● Assignment: For every line below, set down an identical copy.

[Stored data]
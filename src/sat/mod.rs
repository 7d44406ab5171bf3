#![warn(clippy::all, clippy::pedantic, clippy::nursery, clippy::cargo)]
pub mod assignment;
pub mod clause;
pub mod cnf;
pub mod dimacs;
pub mod dpll;
pub mod error;
pub mod literal;
pub mod propagation;
pub mod solver;
pub mod trail;
pub mod variable_selection;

● Response to the exercise:
filename src/sat/mod.rs
repository 7d44406ab5171bf3
#![warn(clippy::all, clippy::pedantic, clippy::nursery, clippy::cargo)]
pub mod assignment;
pub mod clause;
pub mod cnf;
pub mod dimacs;
pub mod dpll;
pub mod error;
pub mod literal;
pub mod propagation;
pub mod solver;
pub mod trail;
pub mod variable_selection;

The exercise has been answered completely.